Daniela Oliveira Lopes
Graduanda do Curso de Letras - Português/Inglês e respectivas literaturas
Universidade Federal do Pampa - Unipampa - Campus Bagé

Cultures vary from people to people. Groups of humans have gathered for mutual interests. Such interests are attributed value according to what the assemblies consider more or less important. On the novel Gulliver’s Travels, written by Jonathan Swift, four different cultures and the way people lead their lives are described. These cultural characteristics play an important role on the manner Gulliver will be seen by the natives of each region, influencing the attribution of value given to him.

On the first pages of the book, we can realize that Gulliver is in a very good social level in his community. He describes his personal life, and informs us that he has always prepared himself to be a great navigator and studied to be a surgeon. He is heterosexual, has a wife and a good profession and although he had some momentary money problems, he is very well fitted in society. We can note that his peers value him in the community he is embedded due to all the things he has achieved, which are very important in the English culture.

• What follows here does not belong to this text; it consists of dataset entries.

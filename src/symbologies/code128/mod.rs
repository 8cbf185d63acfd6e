//! Code 128 with dynamic code-set selection.
//!
//! Encoding runs in two passes: [`segment`] splits the data into [`ModeSegment`]s,
//! then [`emit`] turns those into codewords, the mod 103 check and modules.

pub mod emit;
pub mod segment;
pub mod table;

use tracing::{debug, instrument};

use crate::core::encoding::{Encoding, SymbologyEncoder};
use crate::core::error::EncodeError;
use crate::core::options::Code128Set;
use crate::core::validate::require_data;

pub use segment::ModeSegment;
pub use table::{FNC1_CHAR, FNC2_CHAR, FNC3_CHAR, FNC4_CHAR};

/// Code 128. `set: None` selects code sets dynamically; `Some` pins the whole message.
#[derive(Debug, Default, Clone, Copy)]
pub struct Code128 {
    pub set: Option<Code128Set>,
}

fn mode_label(segments: &[ModeSegment]) -> String {
    segments
        .iter()
        .map(|seg| seg.set.to_string())
        .collect::<Vec<_>>()
        .join(">")
}

impl SymbologyEncoder for Code128 {
    fn name(&self) -> &'static str {
        match self.set {
            None => "Code 128",
            Some(Code128Set::A) => "Code 128-A",
            Some(Code128Set::B) => "Code 128-B",
            Some(Code128Set::C) => "Code 128-C",
        }
    }

    #[instrument(level = "debug", skip(self), fields(set = ?self.set))]
    fn encode(&self, raw: &str) -> Result<Encoding, EncodeError> {
        require_data(raw, "EC128-5")?;
        let segments = match self.set {
            None => segment::segment(raw)?,
            Some(set) => segment::single_set(raw, set),
        };
        debug!(?segments, "code 128 segments");

        let codewords = emit::codewords(&segments)?;
        let (bits, check) = emit::finish(codewords);
        let canonical: String = segments.iter().map(|seg| seg.text.as_str()).collect();
        Ok(Encoding::new(bits, canonical)
            .with_check(check.to_string())
            .with_mode(mode_label(&segments)))
    }
}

Although Gulliver has such life in his social milieu, he sets sail and lands in Lilliput, a nation in which people are about six inches high. The size of the inhabitants of this place makes Gulliver a giant among them. As a metaphor, his height can be seen as the importance that he has to that people. They do their best in order to feed and give comfort to the Great Man Mountain, as he is known in that community. This value is given due Gulliver’s size that allows him to do significant things there. One of the biggest prowesses Gulliver does in that part of the world is the avoidance of a war, as he takes all the ships of enemies from the shore and gives to the majesties of Lilliput. After this act, he receives a high title of honor among that nation, becoming even more renewed. As we can see, during his stay in Lilliput, Gulliver has a high attribution of value because of his importance to the nation. On the other hand, by the time he unconsciously breaks the rules he is not accepted anymore by the villagers. The acceptance of Gulliver in that reign lasts as long as he does not break their rules and traditions.

He leaves Lilliput and faces a total change by the time he reaches his second destination, opposite of the first one. Now he is surrounded by giants, and again as a metaphor, we can see that all the power and importance that he had before now fades away. Moreover, all the things that he is as a man are not valued by the people from Brobdingnag. There he is found by a farmer and taken to his house, this native uses him as an attraction to entertain people and get money for him and his family. After some hard work as an “entertainer”, he is sold because the giant thought that his life was coming to an end and that he could not give profits to him anymore. Gulliver is considered in that reign a puppet, a nice little human who has the ability to amuse the giants in many different ways, as we can see in the following extract:

I was everyday furnishing the court with some ridiculous story; and Glumdalclitch, although she loved me with excess, yet was arch enough to inform the Queen whenever I committed any folly that she thought would be diverting to her Majesty. (148)

On the same fashion, Gulliver is used in other ways through the period that he is in the Giants reign. Concerning these episodes, we can cite the visits that he has to make to the maids of honor’s rooms, where he is sexually used by them:

The handsomest among these maids of honor, a pleasant frolicsome girl of sixteen, would sometimes set me astride upon one of her nipples, with many other tricks, wherein the reader will excuse me for not being over particular. (141)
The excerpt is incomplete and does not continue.